Bell Curve

Bell Curve

1
5%

Novice Bellhop. Salary: $15,000 or less

Your first day on the job and you accidentally drop a heavy suitcase on the foot of a French ambassador, breaking two of his toes. He curses at you in French. You took Spanish in high school so you have no idea what he's saying. He's saying he's going to get you fired.

2
25%

Second Year. Salary: $17,000

A beautiful movie star is staying at your hotel. You deliver her bags to her room and she asks you to come in. You end up taking some selfies with her and within seconds post them up on Facebook, Twitter, and Instagram. The tabloids quickly figure out where she's staying and camp out in front of the hotel. Guess who's out of a job? Not the tabloid journalists.

3
50%

50% Third Year. Salary: $20,000

You suffer chronic back pain that qualifies you for worker's comp.

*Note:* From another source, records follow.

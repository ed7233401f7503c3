//! Record store abstraction layer.
//!
//! A trait-based abstraction over vector-capable storage backends (Qdrant,
//! PostgreSQL/pgvector, in-memory) so the pipeline is backend-agnostic.

mod memory;
mod pgvector;
mod qdrant;

pub use memory::MemoryBackend;
pub use pgvector::PgVectorBackend;
pub use qdrant::QdrantBackend;

use std::sync::Arc;

use async_trait::async_trait;

use crate::error::StoreError;
use crate::models::{NewRecord, SearchHit, StoreConfig, StoreDriver, StoredRecord};

/// Collection/table information.
#[derive(Debug, Clone)]
pub struct StoreInfo {
    pub record_count: u64,
}

/// Abstract persistence for embedding records.
///
/// Records are immutable once written: there is no update operation.
/// Inserts are committed before returning and each one yields a fresh
/// unique id. Deletes of absent records are benign no-ops.
#[async_trait]
pub trait RecordStore: Send + Sync {
    /// Check if the store is healthy and accessible.
    async fn health_check(&self) -> Result<bool, StoreError>;

    /// Create the collection/table if it doesn't exist.
    async fn ensure_ready(&self) -> Result<(), StoreError>;

    /// Get information about the current collection/table.
    /// Returns None if the collection doesn't exist.
    async fn info(&self) -> Result<Option<StoreInfo>, StoreError>;

    /// Insert one record and return its generated id. The write is durable
    /// and visible to subsequent queries once this returns. Fails on an
    /// embedding whose length differs from the store's dimension.
    async fn insert(&self, record: NewRecord) -> Result<String, StoreError>;

    /// Delete one record by id; absent ids are a no-op.
    async fn delete(&self, id: &str) -> Result<(), StoreError>;

    /// Delete every record sharing `reference_id`; returns the count,
    /// which may be zero.
    async fn delete_by_reference(&self, reference_id: &str) -> Result<u64, StoreError>;

    /// List records sharing `reference_id`, oldest first. Lets callers
    /// reconcile partially ingested documents.
    async fn list_by_reference(&self, reference_id: &str) -> Result<Vec<StoredRecord>, StoreError>;

    /// Similarity search: hits with cosine similarity strictly above
    /// `cutoff`, descending by score, at most `top_k`. A query whose
    /// length differs from the store's dimension is a hard error.
    async fn search(
        &self,
        query: &[f32],
        cutoff: f32,
        top_k: usize,
    ) -> Result<Vec<SearchHit>, StoreError>;

    /// Vector length this store was created with.
    fn dimension(&self) -> usize;

    /// Collection/table name.
    fn collection(&self) -> &str;
}

/// Reject out-of-range search parameters before touching the backend.
pub fn validate_search_params(cutoff: f32, top_k: usize) -> Result<(), StoreError> {
    if !(-1.0..=1.0).contains(&cutoff) || cutoff.is_nan() {
        return Err(StoreError::InvalidCutoff(cutoff));
    }
    if top_k == 0 {
        return Err(StoreError::ZeroTopK);
    }
    Ok(())
}

/// Cosine similarity of two equal-length vectors; zero vectors score 0.
pub fn cosine_similarity(a: &[f32], b: &[f32]) -> f32 {
    let mut dot = 0.0f32;
    let mut norm_a = 0.0f32;
    let mut norm_b = 0.0f32;
    for (x, y) in a.iter().zip(b.iter()) {
        dot += x * y;
        norm_a += x * x;
        norm_b += y * y;
    }
    if norm_a == 0.0 || norm_b == 0.0 {
        return 0.0;
    }
    dot / (norm_a.sqrt() * norm_b.sqrt())
}

/// Create a record store backend based on configuration.
pub async fn create_backend(
    config: &StoreConfig,
    dimension: usize,
) -> Result<Arc<dyn RecordStore>, StoreError> {
    match config.driver {
        StoreDriver::Qdrant => {
            let backend = QdrantBackend::new(config, dimension)?;
            Ok(Arc::new(backend))
        }
        StoreDriver::Postgres => {
            let backend = PgVectorBackend::new(config, dimension).await?;
            Ok(Arc::new(backend))
        }
        StoreDriver::Memory => Ok(Arc::new(MemoryBackend::new(&config.collection, dimension))),
    }
}

#[cfg(test)]
mod tests {
    use super::*;

    #[test]
    fn test_cosine_similarity_identical() {
        let v = vec![1.0, 2.0, 3.0];
        assert!((cosine_similarity(&v, &v) - 1.0).abs() < 1e-6);
    }

    #[test]
    fn test_cosine_similarity_orthogonal() {
        let a = vec![1.0, 0.0, 0.0];
        let b = vec![0.0, 1.0, 0.0];
        assert_eq!(cosine_similarity(&a, &b), 0.0);
    }

    #[test]
    fn test_cosine_similarity_opposite() {
        let a = vec![1.0, 0.0];
        let b = vec![-1.0, 0.0];
        assert!((cosine_similarity(&a, &b) + 1.0).abs() < 1e-6);
    }

    #[test]
    fn test_cosine_similarity_zero_vector() {
        let a = vec![0.0, 0.0];
        let b = vec![1.0, 1.0];
        assert_eq!(cosine_similarity(&a, &b), 0.0);
    }

    #[test]
    fn test_validate_search_params() {
        assert!(validate_search_params(0.2, 10).is_ok());
        assert!(validate_search_params(-1.0, 1).is_ok());
        assert!(validate_search_params(1.0, 1).is_ok());
        assert!(matches!(
            validate_search_params(1.5, 10),
            Err(StoreError::InvalidCutoff(_))
        ));
        assert!(matches!(
            validate_search_params(f32::NAN, 10),
            Err(StoreError::InvalidCutoff(_))
        ));
        assert!(matches!(
            validate_search_params(0.0, 0),
            Err(StoreError::ZeroTopK)
        ));
    }
}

You end up getting six months off (paid) to heal. The good news is, your job is still waiting for you when you get back. The bad news is, your job is still waiting for you when you get back.

4
75%

75% Front Desk Promotion. $22,000

After becoming head bellboy, you're assigned to teach the other bellboys how to do their job. You no longer have to move luggage up and down now that you’re mostly assigned to working the front desk, which is cushy. However, you lose out on the valuable tips. Oh well, at least your back and neck won't continue to hurt.

5
95%

Head bellboy at a fancy hotel. Salary: $24,000

You've worked hard and worked your way up. You must really love luggage. After several years at a mid-range hotel, you apply for and are granted a position as head bellhop at a ritzy upscale place. Congratulations?